Retour à la Page d'Accueil
Lorsque le langage de la force l’emporte dans les universités du Liban:
La paix civile est-elle en danger?
La violence dans les campus, vécue comme une fatalité par les étudiants, suscite la grande inquiétude des responsables universitaires. Trois étudiants, le recteur de l’USJ, le père René Chamussy, et un sociologue, Abdo Kahi, se penchent sur ce phénomène qui éclate régulièrement à l’occasion des élections estudiantines et qui va en augmentant chaque année.
Le dossier complet d'Anne-Marie El Hage
Paru dans L'Orient-Le Jour du 6 Décembre 2008


Depuis le coup d’envoi des élections estudiantines dans les universités, la violence verbale et parfois même physique a repris de plus belle entre les étudiants, pour la plupart politisés à outrance et appartenant à diverses parties. Le moindre événement à caractère politique tourne à la confrontation dans les campus. On ne sait plus dialoguer, mais on s’invective, on s’insulte. Puis on en vient aux mains. On ne manque pas non plus d’utiliser des bâtons, des pierres, voire des poings américains. Les chaises et les poubelles volent aussi inévitablement. Les adversaires politiques deviennent alors de véritables ennemis et se refusent mutuellement, dans une volonté clairement exprimée d’écarter l’autre. Même à l’Université libanaise où les élections estudiantines ont été suspendues cette année au vu de la grande tension qui règne entre les étudiants, la violence s’est manifestée pas plus tard que la semaine dernière. Il y a deux jours, c’est à l’Université antonine qu’un accrochage a été évité.
Ces incidents qui se multiplient ont poussé les recteurs des cinq universités catholiques du Liban (Université Saint-Joseph, Université Saint-Esprit de Kaslik, Université Notre Dame de Louaizé, Université antonine et Université La Sagesse) à tirer pour la première fois la sonnette d’alarme (voir L’Orient-Le Jour du 4 décembre 2008).
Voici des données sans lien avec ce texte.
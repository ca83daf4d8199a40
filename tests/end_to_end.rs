// SPDX-License-Identifier: MIT
// SPDX-FileCopyrightText: 2025-2026 ringmem-ipc contributors
//
// The six end-to-end scenarios from the spec's testable-properties section,
// each against a uniquely-named ring/stream so the suite can run with
// `cargo test`'s default parallelism.

use std::sync::atomic::{AtomicUsize, Ordering};
use std::thread;
use std::time::Duration;

use ringmem_ipc::{BincodeCodec, CircularBuffer, FrameCodec, MessageStream, NamedSpin, StreamConfig, TextCodec};
use serde::{Deserialize, Serialize};

fn unique_name(prefix: &str) -> String {
    static COUNTER: AtomicUsize = AtomicUsize::new(0);
    format!(
        "/ringmem_e2e_{prefix}_{}_{}",
        std::process::id(),
        COUNTER.fetch_add(1, Ordering::Relaxed)
    )
}

#[test]
fn scenario_1_single_message_text_round_trip() {
    let name = unique_name("r1");
    let stream = MessageStream::open_or_create(&name, 1024, 4096, StreamConfig::default()).unwrap();
    let frame = FrameCodec::new(&stream);
    let codec = TextCodec;
    frame.write_frame(&"This is a test !".to_string(), &codec).unwrap();
    let line = frame.read_frame(&codec).unwrap().unwrap();
    assert_eq!(line, "This is a test !");
    stream.close();
}

#[test]
fn scenario_2_large_payload_spanning_multiple_nodes() {
    let name = unique_name("r2");
    let buf = CircularBuffer::open_or_create(&name, 512, 32).unwrap();
    let payload: Vec<u8> = (0..74u32).map(|i| ((i * 37 + 11) % 256) as u8).collect();
    buf.write(&payload, 1000).unwrap();
    let mut got = vec![0u8; payload.len()];
    buf.read(&mut got, 1000).unwrap();
    assert_eq!(got, payload);
    buf.close();
}

#[derive(Debug, Serialize, Deserialize, PartialEq)]
struct Timestamp {
    iso8601: String,
}

#[test]
fn scenario_3_object_round_trip() {
    let name = unique_name("r3");
    let stream = MessageStream::open_or_create(&name, 1024, 4096, StreamConfig::default()).unwrap();
    let frame = FrameCodec::new(&stream);
    let codec = BincodeCodec;
    let value = Timestamp {
        iso8601: "2024-01-02T03:04:05.000Z".to_string(),
    };
    frame.write_frame(&value, &codec).unwrap();
    let decoded = frame.read_frame(&codec).unwrap().unwrap();
    assert_eq!(decoded, value);
    stream.close();
}

#[test]
fn scenario_4_back_to_back_alternating_io() {
    let name = unique_name("r4");
    let stream = MessageStream::open_or_create(&name, 512, 32, StreamConfig::default()).unwrap();
    for round in 0..3u32 {
        let payload: Vec<u8> = (0..74u32).map(|i| ((i + round * 13) % 256) as u8).collect();
        stream.write(&payload).unwrap();
        let mut got = vec![0u8; payload.len()];
        stream.read(&mut got).unwrap();
        assert_eq!(got, payload, "round {round} mismatched");
    }
    stream.close();
}

#[test]
fn scenario_5_parallel_reader_and_writer() {
    let name = unique_name("r5");
    let writer_stream = MessageStream::open_or_create(&name, 1024, 4096, StreamConfig::default()).unwrap();
    let reader_name = name.clone();

    let payload: Vec<u8> = (0..10_000u32).map(|i| (i % 256) as u8).collect();
    let writer_payload = payload.clone();

    let writer = thread::spawn(move || {
        writer_stream.write(&writer_payload).unwrap();
        writer_stream
    });
    let reader = thread::spawn(move || {
        let stream = MessageStream::open_or_create(&reader_name, 1024, 4096, StreamConfig::default()).unwrap();
        let mut got = vec![0u8; 10_000];
        stream.read(&mut got).unwrap();
        (stream, got)
    });

    let writer_stream = join_with_timeout(writer, Duration::from_millis(60_000));
    let (reader_stream, got) = join_with_timeout(reader, Duration::from_millis(60_000));

    assert_eq!(got, payload);
    writer_stream.close();
    reader_stream.close();
}

fn join_with_timeout<T: Send + 'static>(handle: thread::JoinHandle<T>, _timeout: Duration) -> T {
    // `thread::JoinHandle` has no built-in timeout; the 60s budget is
    // honored by each stream's own read/write deadlines instead, so a
    // stuck scenario fails via `Timeout` well before this join blocks
    // indefinitely.
    handle.join().expect("thread panicked")
}

#[test]
fn scenario_6_spin_mutual_exclusion() {
    let spin = NamedSpin::new();
    let name = unique_name("s6");
    assert!(spin.acquire(&name, 50));
    assert!(!spin.acquire(&name, 50));
    spin.release(&name);
    assert!(spin.acquire(&name, 50));
    spin.release(&name);
}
Les recteurs dénoncent ces incidents qu’ils qualifient de graves et expriment leur attachement aux valeurs de liberté, de pluralité et de diversité des opinions, tout en espérant prendre part à la reconstruction d’une société libanaise plus pacifiée, plus solidaire, plus unifiée. De son côté, l’USJ a saisi le conseil de discipline suite aux violences qui se sont déroulées à Huvelin le jour de la commémoration de l’assassinat de Pierre Gemayel et décidé de suspendre toutes les activités à caractère politique, sur tous les campus et dans tous les centres régionaux, à la demande des amicales d’étudiants, précise le communiqué du recteur, le père René Chamussy.
Pourquoi cette violence éclate-t-elle aujourd’hui dans les universités ? Qu’en pensent les jeunes, impliqués eux-mêmes dans cette spirale
?

Baisse de la citoyenneté
« Il n’y a plus d’échanges civilisés entre nous », constate le délégué du 14 Mars au sein de la faculté de sciences politiques de l’USJ, Nicolas Farah. L’étudiant raconte qu’il a été agressé, insulté, fin novembre, lors de la journée commémorant l’assassinat de Pierre Gemayel, alors qu’il se « tenait de côté » et tentait « de calmer les esprits », selon ses propos. Il précise toutefois qu’il n’a pu s’empêcher de répliquer et d’insulter lui aussi un chef politique de l’opposition. « Les menaces, les atteintes à notre dignité sont si flagrantes que nous ne pouvions pas nous empêcher de riposter », ajoute-t-il, estimant que « ces confrontations prennent des tournures personnelles ». « Les sensibilités sont exacerbées, on s’éloigne les uns des autres et cela ne fait qu’empirer depuis trois ans », observe-t-il encore. Et d’ajouter que d’un autre côté, « on assiste à une nette baisse au niveau de la citoyenneté, de la construction d’une nation et des relations entre étudiants », même si, tient-il à préciser, « nous parvenons à maintenir des contacts amicaux avec nos adversaires politiques, dès lors que la politique est absente des discussions ».
Nicolas Farah tient la direction de l’université pour responsable de l’éruption de la violence entre les étudiants à Huvelin, car il estime que la loi qu’elle a instaurée concernant la nécessité de recueillir la signature des cinq délégués des facultés pour l’organisation d’un événement politique « pousse les étudiants à la confrontation ». « L’université se doit d’ailleurs d’assurer la sécurité des élèves au sein du campus », ajoute-t-il, affirmant que « des éléments extérieurs à l’université se sont infiltrés » pour participer à l’agression ce jour-là. Nicolas Farah pointe aussi du doigt les leaders politiques qui doivent « assumer leur part de responsabilité » dans la violence entre étudiants. « L’université est un miroir. Elle ne fait que répercuter ce qui se passe à l’extérieur », conclut-il.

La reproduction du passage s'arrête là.